The alternative is to persuade local authorities or Government Office for the South West to fund them.

This latter approach may prove difficult with current local authority revenue funding levels and the Treasury’s aim to reduce the cost of railways to the taxpayer. 
 
Getting the Government to accept less than First Group’s £1billion premium or First reducing profitability and dividend payments to its shareholders was not discussed.

However the audience generally agreed that pressure should be focused on MPs and ministers and in the press. 

Andrew Seedhouse from Government Office for the South West indicated that First would be submitting the main points from the timetable consultation to him.
 
The Government could re-negotiate the franchise with First at the eleventh hour and agree to buy more services, or it may try to manage the media by placing press statements that the cuts are services that are not well used and there is better use for the funding involved.

Alistair Darling has already said as much in a letter to the Western Morning News.

Ms Forster said the timetable has to be fixed at the very latest by 27 April.

This gives First six to seven weeks to consider the feedback on the consultation. They have already received over 2,000 responses.

Once fixed there can be no major changes for a year.

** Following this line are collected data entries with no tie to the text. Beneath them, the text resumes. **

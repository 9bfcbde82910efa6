/*!
 * State Heap Traits
 * Seams to the GPU completion tracker and the heap backing store
 */

use super::types::HeapResult;
use crate::core::types::{GpuAddress, Size};
use serde::{Deserialize, Serialize};
use std::fmt::Debug;

/// Source of completion tokens for submitted blocks
///
/// The allocator never waits on the GPU; it only asks whether a token has
/// retired when `refresh` runs.
pub trait CompletionTracker {
    /// Opaque, monotonically ordered epoch value
    type Token: Copy + Debug;

    /// True once the GPU has progressed past `token`
    fn is_expired(&self, token: &Self::Token) -> bool;

    /// Token to keep when a submitted block is submitted again
    fn merge(&self, _current: Self::Token, incoming: Self::Token) -> Self::Token {
        incoming
    }
}

/// Backing storage granted by a heap provider
#[derive(Debug, Clone, Copy, PartialEq, Eq, Serialize, Deserialize)]
pub struct HeapGrant {
    /// Provider-specific identifier of the backing allocation
    pub handle: u64,
    /// Bytes actually granted (may exceed the request)
    pub size: Size,
    /// GPU virtual address of the first byte
    pub base_address: GpuAddress,
}

/// Allocates and releases the GPU-visible memory behind a heap
pub trait HeapProvider: Send {
    /// Allocate backing storage of at least `size` bytes
    fn allocate(&mut self, size: Size) -> HeapResult<HeapGrant>;

    /// Release storage previously returned by `allocate`
    fn release(&mut self, grant: HeapGrant);
}
/*!
 * Block Lists
 * Index-linked doubly linked lists of blocks sharing one lifecycle state
 */

use super::pool::MemoryPool;
use super::types::{BlockState, HeapError, HeapResult};
use crate::core::types::Size;

/// List of every block in one state, with aggregate count and size
///
/// Links live inside the block records; the list only holds head, tail and
/// totals. All operations are O(1) except iteration.
#[derive(Debug, Clone)]
pub struct BlockList {
    state: BlockState,
    head: Option<usize>,
    tail: Option<usize>,
    count: usize,
    size: Size,
}

/// Where to attach a block
#[derive(Debug, Clone, Copy, PartialEq, Eq)]
pub(crate) enum Position {
    Head,
    Tail,
    After(usize),
    Before(usize),
}

impl BlockList {
    pub fn new(state: BlockState) -> Self {
        Self {
            state,
            head: None,
            tail: None,
            count: 0,
            size: 0,
        }
    }

    pub fn state(&self) -> BlockState {
        self.state
    }

    pub fn len(&self) -> usize {
        self.count
    }

    pub fn is_empty(&self) -> bool {
        self.count == 0
    }

    /// Sum of the sizes of all blocks on the list
    pub fn size(&self) -> Size {
        self.size
    }

    pub(crate) fn head(&self) -> Option<usize> {
        self.head
    }

    pub(crate) fn tail(&self) -> Option<usize> {
        self.tail
    }

    /// Attach a detached block, taking over its state
    pub(crate) fn attach<K>(
        &mut self,
        pool: &mut MemoryPool<K>,
        index: usize,
        position: Position,
    ) -> HeapResult<()> {
        if pool.block(index).listed {
            return Err(HeapError::InvalidParameter(format!(
                "block record {} is still attached to the {} list",
                pool.block(index).id,
                pool.block(index).state
            )));
        }

        let (prev, next) = match position {
            Position::Tail => (self.tail, None),
            Position::Head => (None, self.head),
            Position::After(anchor) => {
                self.check_member(pool, anchor)?;
                (Some(anchor), pool.block(anchor).list.next)
            }
            Position::Before(anchor) => {
                self.check_member(pool, anchor)?;
                (pool.block(anchor).list.prev, Some(anchor))
            }
        };

        match prev {
            Some(p) => pool.block_mut(p).list.next = Some(index),
            None => self.head = Some(index),
        }
        match next {
            Some(n) => pool.block_mut(n).list.prev = Some(index),
            None => self.tail = Some(index),
        }

        let block = pool.block_mut(index);
        block.list.prev = prev;
        block.list.next = next;
        block.listed = true;
        block.state = self.state;

        self.count += 1;
        self.size += block.size;
        Ok(())
    }

    /// Detach a block that belongs to this list
    pub(crate) fn detach<K>(&mut self, pool: &mut MemoryPool<K>, index: usize) -> HeapResult<()> {
        self.check_member(pool, index)?;

        let links = pool.block(index).list;
        match links.prev {
            Some(p) => pool.block_mut(p).list.next = links.next,
            None => self.head = links.next,
        }
        match links.next {
            Some(n) => pool.block_mut(n).list.prev = links.prev,
            None => self.tail = links.prev,
        }

        let block = pool.block_mut(index);
        block.list.prev = None;
        block.list.next = None;
        block.listed = false;

        self.count -= 1;
        self.size -= block.size;
        Ok(())
    }

    /// Detach and return the first block
    pub(crate) fn pop_front<K>(&mut self, pool: &mut MemoryPool<K>) -> Option<usize> {
        let head = self.head?;
        self.detach(pool, head).ok()?;
        Some(head)
    }

    /// Track a size change of a block that stays on the list
    pub(crate) fn grow(&mut self, bytes: Size) {
        self.size += bytes;
    }

    pub(crate) fn shrink(&mut self, bytes: Size) {
        self.size -= bytes;
    }

    /// Indices from head to tail
    pub(crate) fn indices<K>(&self, pool: &MemoryPool<K>) -> Vec<usize> {
        let mut out = Vec::with_capacity(self.count);
        let mut cursor = self.head;
        while let Some(index) = cursor {
            out.push(index);
            cursor = pool.block(index).list.next;
        }
        out
    }

    fn check_member<K>(&self, pool: &MemoryPool<K>, index: usize) -> HeapResult<()> {
        let block = pool.block(index);
        if !block.listed || block.state != self.state {
            return Err(HeapError::InvalidParameter(format!(
                "block record {} ({}) is not on the {} list",
                block.id, block.state, self.state
            )));
        }
        Ok(())
    }
}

Transport users forum chairman Chris Irwin urged passengers to send their responses to MPs asking them to be raised with Mr Darling.

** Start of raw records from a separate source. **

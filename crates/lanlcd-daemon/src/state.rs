//! Application state management.

use anyhow::{Context, Result};
use lanlcd_hw::{DisplayCommand, SerialChannel};
use tracing::{debug, info};

use crate::config::SerialConfig;

/// Shared application state.
pub struct AppState {
    /// Channel to the display controller
    channel: SerialChannel,

    /// Serial device path, for logging
    device: String,
}

/// Outcome of a relayed display command.
#[derive(Debug)]
pub struct Relayed {
    /// Command as it was sent to the device
    pub sent: DisplayCommand,

    /// Reply line, if the device answered
    pub reply: Option<String>,
}

impl AppState {
    /// Opens the serial link and waits for the controller to boot.
    pub async fn open(config: &SerialConfig) -> Result<Self> {
        let channel = SerialChannel::open(&config.device, config.baud, config.timing())
            .with_context(|| format!("Failed to open serial port {}", config.device))?;

        // Opening the port resets most USB-serial boards.
        let boot = config.boot_delay();
        debug!("Waiting for controller boot ({:?})...", boot);
        tokio::time::sleep(boot).await;

        Ok(Self::with_channel(channel, &config.device))
    }

    /// Creates state around an existing channel.
    pub fn with_channel(channel: SerialChannel, device: &str) -> Self {
        Self {
            channel,
            device: device.to_string(),
        }
    }

    /// Returns the serial device path.
    pub fn device(&self) -> &str {
        &self.device
    }

    /// Normalizes colors and relays the command to the device.
    pub async fn relay(&self, command: &DisplayCommand) -> lanlcd_hw::Result<Relayed> {
        let sent = command.normalized();
        let reply = self.channel.exchange(&sent).await?;
        info!(
            "Relayed command to {} (reply: {})",
            self.device,
            reply.as_deref().unwrap_or("none")
        );
        Ok(Relayed { sent, reply })
    }
}

impl Drop for AppState {
    fn drop(&mut self) {
        debug!("Closing serial port {}", self.device);
    }
}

On other issues excluding the timetable, Alison mentioned the following:
 
Some InterCity 125 trains sets will be reduced from eight to seven coaches. The seven-coach sets - without a buffet but with a trolley service - will be used on Paddington to Bristol, Cardiff and Oxford services.

The eight-coach sets will continue to be used on Swansea and Plymouth-Torbay-Penzance services with buffets.

Chris Irwin is hoping to arrange a special transport users forum meeting on either the 4 or 6 April inviting MPs to discuss the Greater Western franchise. This is likely to be held in the Wiltshire area.
 
Railfuture Devon and Cornwall has also invited Julian Crow from First Great Western to its AGM (which is open to non-members as well) on Saturday 8 April at 13:00. 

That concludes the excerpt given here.